Has it been one year or more since you bought your home or refinanced? If so, there's a good chance your mortgage rate is more than one percentage point above current rates, which is usually a sign that it's time to refinance. You many benefit from a refinance even if your new rate is less than a full point lower, depending on how long you plan to stay in your home and recoup closing costs. Closing costs for refinancing typically will be 1-2% of your new loan amount, so knowing when you plan to sell your home is essential.
You could also choose a no-cost refinance in which your mortgage lender pays all of the closing fees, but that would require you to pay a higher interest rate.

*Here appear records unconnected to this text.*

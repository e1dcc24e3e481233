//! Typed literal codec — `type:value` tokens to runtime values and back
//!
//! # Grammar
//!
//! ```text
//! list    := ""  |  literal ("," literal)*
//! literal := tag ":" text  |  "[" list "]"
//! tag     := "int" | "string" | "address" | "bool" | "bytearray"
//! ```
//!
//! Inside `string:` text a backslash escapes the next character, so `\,`
//! is a comma that does not split the list and `\\` is a backslash.
//! Tokens are trimmed of surrounding whitespace before decoding, except
//! whitespace that is escaped: `string:a\ ` decodes to `"a "`.

use crate::address::Address;
use crate::parser::tokenizer::{self, SpannedToken};
use crate::{Error, Result};

// ── Core Types ────────────────────────────────────────────

/// A decoded literal value
#[derive(Debug, Clone, PartialEq, Eq, serde::Serialize, serde::Deserialize)]
#[serde(tag = "type", content = "value", rename_all = "lowercase")]
pub enum Value {
    /// Signed 128-bit integer
    Int(i128),
    /// UTF-8 string
    String(String),
    /// 20-byte address, base58check in text
    Address(Address),
    /// Boolean
    Bool(bool),
    /// Raw bytes, hex in text
    #[serde(rename = "bytearray")]
    Bytes(#[serde(with = "hex_bytes")] Vec<u8>),
    /// Ordered list of values
    Array(Vec<Value>),
}

/// Declared type of a method parameter or return value
#[derive(Debug, Clone, Copy, PartialEq, Eq, serde::Serialize, serde::Deserialize)]
#[serde(rename_all = "lowercase")]
pub enum ParamType {
    Int,
    String,
    Address,
    Bool,
    #[serde(rename = "bytearray")]
    Bytes,
    Array,
}

impl ParamType {
    /// The literal tag for this type
    pub fn tag(&self) -> &'static str {
        match self {
            ParamType::Int => "int",
            ParamType::String => "string",
            ParamType::Address => "address",
            ParamType::Bool => "bool",
            ParamType::Bytes => "bytearray",
            ParamType::Array => "array",
        }
    }
}

impl std::fmt::Display for ParamType {
    fn fmt(&self, f: &mut std::fmt::Formatter<'_>) -> std::fmt::Result {
        write!(f, "{}", self.tag())
    }
}

impl Value {
    pub fn param_type(&self) -> ParamType {
        match self {
            Value::Int(_) => ParamType::Int,
            Value::String(_) => ParamType::String,
            Value::Address(_) => ParamType::Address,
            Value::Bool(_) => ParamType::Bool,
            Value::Bytes(_) => ParamType::Bytes,
            Value::Array(_) => ParamType::Array,
        }
    }

    /// Encode as a canonical `type:value` literal
    pub fn encode(&self) -> String {
        match self {
            Value::Int(i) => format!("int:{}", i),
            Value::String(s) => format!("string:{}", escape(s)),
            Value::Address(a) => format!("address:{}", a.to_base58()),
            Value::Bool(b) => format!("bool:{}", b),
            Value::Bytes(b) => format!("bytearray:{}", hex::encode(b)),
            Value::Array(items) => format!("[{}]", encode_list(items)),
        }
    }

    pub fn as_int(&self) -> Option<i128> {
        match self {
            Value::Int(i) => Some(*i),
            _ => None,
        }
    }

    pub fn as_str(&self) -> Option<&str> {
        match self {
            Value::String(s) => Some(s),
            _ => None,
        }
    }

    pub fn as_address(&self) -> Option<Address> {
        match self {
            Value::Address(a) => Some(*a),
            _ => None,
        }
    }
}

impl std::fmt::Display for Value {
    fn fmt(&self, f: &mut std::fmt::Formatter<'_>) -> std::fmt::Result {
        write!(f, "{}", self.encode())
    }
}

// ── Decoding ──────────────────────────────────────────────

/// Decode a comma-joined literal list into values, in order
pub fn decode_list(text: &str) -> Result<Vec<Value>> {
    tokenizer::tokenize(text)?
        .iter()
        .map(decode_token)
        .collect()
}

/// Decode a single literal; empty input means "no value"
pub fn decode_optional(text: &str) -> Result<Option<Value>> {
    let mut values = decode_list(text)?;
    match values.len() {
        0 => Ok(None),
        1 => Ok(values.pop()),
        n => Err(Error::LiteralDecode {
            token: text.trim().to_string(),
            position: 1,
            reason: format!("expected a single literal, found {}", n),
        }),
    }
}

/// Decode one spanned token
pub fn decode_token(token: &SpannedToken) -> Result<Value> {
    decode_at(&token.text, token.span.position)
}

fn decode_at(text: &str, position: usize) -> Result<Value> {
    let fail = |reason: String| Error::LiteralDecode {
        token: text.to_string(),
        position,
        reason,
    };

    if text.is_empty() {
        return Err(fail("empty literal".into()));
    }

    if let Some(inner) = text.strip_prefix('[') {
        let inner = inner
            .strip_suffix(']')
            .ok_or_else(|| fail("array literal must end with ']'".into()))?;
        let items = tokenizer::tokenize(inner).map_err(|e| fail(e.to_string()))?;
        let values = items
            .iter()
            .map(|item| decode_at(&item.text, position))
            .collect::<Result<Vec<_>>>()?;
        return Ok(Value::Array(values));
    }

    let (tag, raw) = text
        .split_once(':')
        .ok_or_else(|| fail("missing 'type:' prefix".into()))?;

    match tag.trim() {
        "int" => raw
            .trim()
            .parse::<i128>()
            .map(Value::Int)
            .map_err(|e| fail(format!("invalid integer: {}", e))),
        "string" => unescape(raw).map(Value::String).map_err(fail),
        "address" => Address::from_base58(raw.trim())
            .map(Value::Address)
            .map_err(fail),
        "bool" => match raw.trim() {
            "true" => Ok(Value::Bool(true)),
            "false" => Ok(Value::Bool(false)),
            other => Err(fail(format!("invalid bool '{}'", other))),
        },
        "bytearray" => hex::decode(raw.trim())
            .map(Value::Bytes)
            .map_err(|e| fail(format!("invalid hex: {}", e))),
        other => Err(Error::UnsupportedLiteralType {
            tag: other.to_string(),
            token: text.to_string(),
        }),
    }
}

// ── Encoding ──────────────────────────────────────────────

/// Encode values as a comma-joined literal list
pub fn encode_list(values: &[Value]) -> String {
    values
        .iter()
        .map(Value::encode)
        .collect::<Vec<_>>()
        .join(",")
}

/// Escape separators, and whitespace at either end so token trimming keeps it
fn escape(s: &str) -> String {
    let mut out = String::with_capacity(s.len());
    let last = s.chars().count().saturating_sub(1);
    for (i, c) in s.chars().enumerate() {
        let edge_space = (i == 0 || i == last) && c.is_whitespace();
        if edge_space || matches!(c, '\\' | ',' | '[' | ']') {
            out.push('\\');
        }
        out.push(c);
    }
    out
}

fn unescape(s: &str) -> std::result::Result<String, String> {
    let mut out = String::with_capacity(s.len());
    let mut chars = s.chars();
    while let Some(c) = chars.next() {
        if c == '\\' {
            match chars.next() {
                Some(escaped) => out.push(escaped),
                None => return Err("dangling escape".into()),
            }
        } else {
            out.push(c);
        }
    }
    Ok(out)
}

mod hex_bytes {
    pub fn serialize<S: serde::Serializer>(bytes: &[u8], s: S) -> Result<S::Ok, S::Error> {
        s.serialize_str(&hex::encode(bytes))
    }

    pub fn deserialize<'de, D: serde::Deserializer<'de>>(d: D) -> Result<Vec<u8>, D::Error> {
        let text: String = serde::Deserialize::deserialize(d)?;
        hex::decode(text).map_err(serde::de::Error::custom)
    }
}

// ── Tests ─────────────────────────────────────────────────
//! Invocation executor — runs fixture cases against a contract engine
//!
//! Each test case moves through a fixed sequence of phases:
//!
//! ```text
//! Pending → EnvSetup → ContextBuild (optional) → Dispatch → ResultCheck → Pass | Fail
//! ```
//!
//! 1. **EnvSetup** installs the case's witness set for exactly one call
//! 2. **ContextBuild** hands over the group's shared context, resolving it
//!    from the engine the first time a case in the group asks for it
//! 3. **Dispatch** decodes `param` and invokes the method by name
//! 4. **ResultCheck** fails on an internal assertion failure, then
//!    compares the return value with `expected` and notifications with
//!    `notify`
//!
//! Errors raised in any phase fail only the case they belong to. Groups
//! and suites always run to completion; the outcome of every case is
//! collected in a [`SuiteReport`].

use std::collections::BTreeSet;

use crate::address::Address;
use crate::engine::memory::MemoryEngine;
use crate::engine::{Call, ContractEngine, Context};
use crate::literal::Value;
use crate::parser::ast::{TestCase, TestGroup, TestSuite};
use crate::{Error, Result};

// ── Phases & Outcomes ─────────────────────────────────────

/// Position of a case in its state machine
#[derive(Debug, Clone, Copy, PartialEq, Eq, serde::Serialize, serde::Deserialize)]
#[serde(rename_all = "snake_case")]
pub enum Phase {
    Pending,
    EnvSetup,
    ContextBuild,
    Dispatch,
    ResultCheck,
    Pass,
    Fail,
}

impl std::fmt::Display for Phase {
    fn fmt(&self, f: &mut std::fmt::Formatter<'_>) -> std::fmt::Result {
        let name = match self {
            Phase::Pending => "pending",
            Phase::EnvSetup => "env_setup",
            Phase::ContextBuild => "context_build",
            Phase::Dispatch => "dispatch",
            Phase::ResultCheck => "result_check",
            Phase::Pass => "pass",
            Phase::Fail => "fail",
        };
        write!(f, "{}", name)
    }
}

/// Why a case failed
#[derive(Debug, Clone, Copy, PartialEq, Eq, serde::Serialize, serde::Deserialize)]
#[serde(rename_all = "snake_case")]
pub enum FailureKind {
    UnsupportedLiteralType,
    LiteralDecode,
    DispatchNotFound,
    ArgumentMismatch,
    InternalAssertionFailure,
    ExpectationMismatch,
    ContractDestroyed,
    /// Any other engine-reported error
    Engine,
}

impl From<&Error> for FailureKind {
    fn from(e: &Error) -> Self {
        match e {
            Error::UnsupportedLiteralType { .. } => FailureKind::UnsupportedLiteralType,
            Error::LiteralDecode { .. } => FailureKind::LiteralDecode,
            Error::DispatchNotFound { .. } => FailureKind::DispatchNotFound,
            Error::ArgumentMismatch { .. } => FailureKind::ArgumentMismatch,
            Error::InternalAssertionFailure(_) => FailureKind::InternalAssertionFailure,
            Error::ExpectationMismatch { .. } => FailureKind::ExpectationMismatch,
            Error::ContractDestroyed(_) => FailureKind::ContractDestroyed,
            _ => FailureKind::Engine,
        }
    }
}

/// Details of a failed case
#[derive(Debug, Clone, PartialEq, serde::Serialize, serde::Deserialize)]
pub struct CaseFailure {
    pub kind: FailureKind,
    /// Phase the case was in when it failed
    pub phase: Phase,
    pub message: String,
}

/// Final verdict for one case
#[derive(Debug, Clone, PartialEq, serde::Serialize, serde::Deserialize)]
#[serde(tag = "status", rename_all = "snake_case")]
pub enum CaseOutcome {
    Pass,
    Fail(CaseFailure),
}

impl CaseOutcome {
    pub fn is_pass(&self) -> bool {
        matches!(self, CaseOutcome::Pass)
    }

    pub fn failure(&self) -> Option<&CaseFailure> {
        match self {
            CaseOutcome::Pass => None,
            CaseOutcome::Fail(f) => Some(f),
        }
    }
}

// ── Reports ───────────────────────────────────────────────

/// Result of one case
#[derive(Debug, Clone, PartialEq, serde::Serialize, serde::Deserialize)]
pub struct CaseReport {
    /// 0-indexed position in the group
    pub index: usize,
    pub method: String,
    pub outcome: CaseOutcome,
    /// Value the method returned, when dispatch got that far
    pub returned: Option<Value>,
}

/// Result of one group
#[derive(Debug, Clone, PartialEq, serde::Serialize, serde::Deserialize)]
pub struct GroupReport {
    /// 0-indexed position in the suite
    pub index: usize,
    pub cases: Vec<CaseReport>,
}

impl GroupReport {
    pub fn passed(&self) -> usize {
        self.cases.iter().filter(|c| c.outcome.is_pass()).count()
    }

    pub fn failed(&self) -> usize {
        self.cases.len() - self.passed()
    }
}

/// Result of running a whole suite against one target
#[derive(Debug, Clone, PartialEq, serde::Serialize, serde::Deserialize)]
pub struct SuiteReport {
    pub target: Address,
    pub groups: Vec<GroupReport>,
    pub passed: usize,
    pub failed: usize,
}

impl SuiteReport {
    pub fn is_success(&self) -> bool {
        self.failed == 0
    }

    pub fn total(&self) -> usize {
        self.passed + self.failed
    }

    /// Every failed case with its group index
    pub fn failures(&self) -> Vec<(usize, &CaseReport)> {
        self.groups
            .iter()
            .flat_map(|g| {
                g.cases
                    .iter()
                    .filter(|c| !c.outcome.is_pass())
                    .map(move |c| (g.index, c))
            })
            .collect()
    }
}

// ── Runner ────────────────────────────────────────────────

/// Knobs for a run
#[derive(Debug, Clone, Default, PartialEq)]
pub struct RunOptions {
    /// Add the admin address to every case's witness set
    pub admin_always_signs: bool,
    /// Run only these group indexes; `None` runs all
    pub groups: Option<Vec<usize>>,
}

/// Executes suites sequentially, in document order
#[derive(Debug, Clone, Default)]
pub struct Runner {
    options: RunOptions,
}

/// Per-case bookkeeping while the state machine runs
struct CaseRun {
    phase: Phase,
    returned: Option<Value>,
}

impl CaseRun {
    fn enter(&mut self, phase: Phase) {
        tracing::trace!(from = %self.phase, to = %phase, "case phase");
        self.phase = phase;
    }
}

impl Runner {
    pub fn new(options: RunOptions) -> Self {
        Runner { options }
    }

    /// Run every selected group of `suite` against `target`
    pub fn run_suite(
        &self,
        engine: &mut dyn ContractEngine,
        target: &Address,
        suite: &TestSuite,
    ) -> SuiteReport {
        tracing::info!(%target, groups = suite.groups.len(), "running suite");

        let groups: Vec<GroupReport> = suite
            .groups
            .iter()
            .enumerate()
            .filter(|(i, _)| self.selects(*i))
            .map(|(i, group)| self.run_group(engine, target, i, group))
            .collect();

        let passed = groups.iter().map(GroupReport::passed).sum();
        let failed = groups.iter().map(GroupReport::failed).sum();
        tracing::info!(%target, passed, failed, "suite finished");

        SuiteReport {
            target: *target,
            groups,
            passed,
            failed,
        }
    }

    /// Run the fixture a deployed reference contract carries about itself
    pub fn run_embedded(&self, engine: &mut MemoryEngine, name: &str) -> Result<SuiteReport> {
        let target = engine
            .address_of(name)
            .ok_or_else(|| Error::Config(format!("contract '{}' is not deployed", name)))?;
        let fixture = engine
            .embedded_fixture(&target)
            .ok_or_else(|| Error::FixtureFormat(format!("contract '{}' carries no fixture", name)))?
            .to_string();
        let suite = crate::parser::parse_suite(&fixture)?;
        Ok(self.run_suite(engine, &target, &suite))
    }

    fn selects(&self, group: usize) -> bool {
        match &self.options.groups {
            Some(wanted) => wanted.contains(&group),
            None => true,
        }
    }

    /// Run one group; its context is resolved at most once
    pub fn run_group(
        &self,
        engine: &mut dyn ContractEngine,
        target: &Address,
        index: usize,
        group: &TestGroup,
    ) -> GroupReport {
        tracing::debug!(group = index, cases = group.cases.len(), "running group");
        let mut context = None;
        let cases = group
            .cases
            .iter()
            .enumerate()
            .map(|(i, case)| {
                let report = self.run_case(engine, target, case, &mut context, i);
                if let Some(failure) = report.outcome.failure() {
                    tracing::warn!(
                        group = index,
                        case = i,
                        method = %case.method,
                        phase = %failure.phase,
                        "case failed: {}",
                        failure.message
                    );
                }
                report
            })
            .collect();
        GroupReport { index, cases }
    }

    /// Run one case to a verdict
    pub fn run_case(
        &self,
        engine: &mut dyn ContractEngine,
        target: &Address,
        case: &TestCase,
        group_context: &mut Option<Context>,
        index: usize,
    ) -> CaseReport {
        let mut run = CaseRun {
            phase: Phase::Pending,
            returned: None,
        };

        let outcome = match self.drive(&mut run, engine, target, case, group_context) {
            Ok(()) => {
                run.enter(Phase::Pass);
                CaseOutcome::Pass
            }
            Err(e) => {
                let failure = CaseFailure {
                    kind: FailureKind::from(&e),
                    phase: run.phase,
                    message: e.to_string(),
                };
                run.enter(Phase::Fail);
                CaseOutcome::Fail(failure)
            }
        };

        CaseReport {
            index,
            method: case.method.clone(),
            outcome,
            returned: run.returned,
        }
    }

    fn drive(
        &self,
        run: &mut CaseRun,
        engine: &mut dyn ContractEngine,
        target: &Address,
        case: &TestCase,
        group_context: &mut Option<Context>,
    ) -> Result<()> {
        // ── EnvSetup ───────────────────────────────────
        run.enter(Phase::EnvSetup);
        let mut witnesses: BTreeSet<Address> = case.witnesses()?.into_iter().collect();
        if self.options.admin_always_signs {
            witnesses.insert(shared_context(engine, group_context)?.admin);
        }
        engine.set_witnesses(witnesses);

        // ── ContextBuild ───────────────────────────────
        let context = if case.need_context {
            run.enter(Phase::ContextBuild);
            Some(shared_context(engine, group_context)?)
        } else {
            None
        };

        // ── Dispatch ───────────────────────────────────
        run.enter(Phase::Dispatch);
        let mut call = Call::new(case.method.clone(), case.params()?);
        if let Some(ctx) = context {
            call = call.with_context(ctx);
        }
        let outcome = engine.dispatch(target, call)?;
        run.returned = outcome.value.clone();

        // ── ResultCheck ────────────────────────────────
        run.enter(Phase::ResultCheck);
        if let Some(message) = outcome.failure {
            return Err(Error::InternalAssertionFailure(message));
        }

        if let Some(expected) = case.expectation()? {
            if outcome.value.as_ref() != Some(&expected) {
                return Err(Error::ExpectationMismatch {
                    expected: expected.encode(),
                    actual: outcome
                        .value
                        .as_ref()
                        .map(Value::encode)
                        .unwrap_or_else(|| "no return value".into()),
                });
            }
        }

        if !case.notify.is_empty() {
            let emitted = serde_json::to_string(&outcome.notifications)
                .map_err(|e| Error::InternalAssertionFailure(e.to_string()))?;
            if !emitted.contains(&case.notify) {
                return Err(Error::ExpectationMismatch {
                    expected: format!("notifications containing '{}'", case.notify),
                    actual: emitted,
                });
            }
        }

        Ok(())
    }
}

/// The group's context, resolved on first request
fn shared_context(
    engine: &mut dyn ContractEngine,
    cache: &mut Option<Context>,
) -> Result<Context> {
    if let Some(ctx) = cache {
        return Ok(ctx.clone());
    }
    let ctx = engine.resolve_context()?;
    tracing::debug!(admin = %ctx.admin, contracts = ctx.addresses.len(), "resolved context");
    *cache = Some(ctx.clone());
    Ok(ctx)
}

// ── Tests ─────────────────────────────────────────────────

Wondering if refinancing is best for you? If so, find out your existing balance and current mortgage rate, then call, email or text me. I will let you know what your new rate would be and help you calculate the break-even point.
Refinancing might be right for you if...
Your rate is 4.375 or higher and you plan to stay in your house for a few more years.
If you currently have a VA or FHA loan, you can do a ‘streamline’ refinance without a new appraisal and an easier process than usual.
You switch from a 15-year to a 30-year. The payment may be a bit higher, but
the savings will be huge!
Pay off other debts such as credit and car payments; this could really help your monthly cash flow and lower the wealth-sucking effect of the high rates you are paying on credit or car loans.
You're looking to drop PMI off your loan.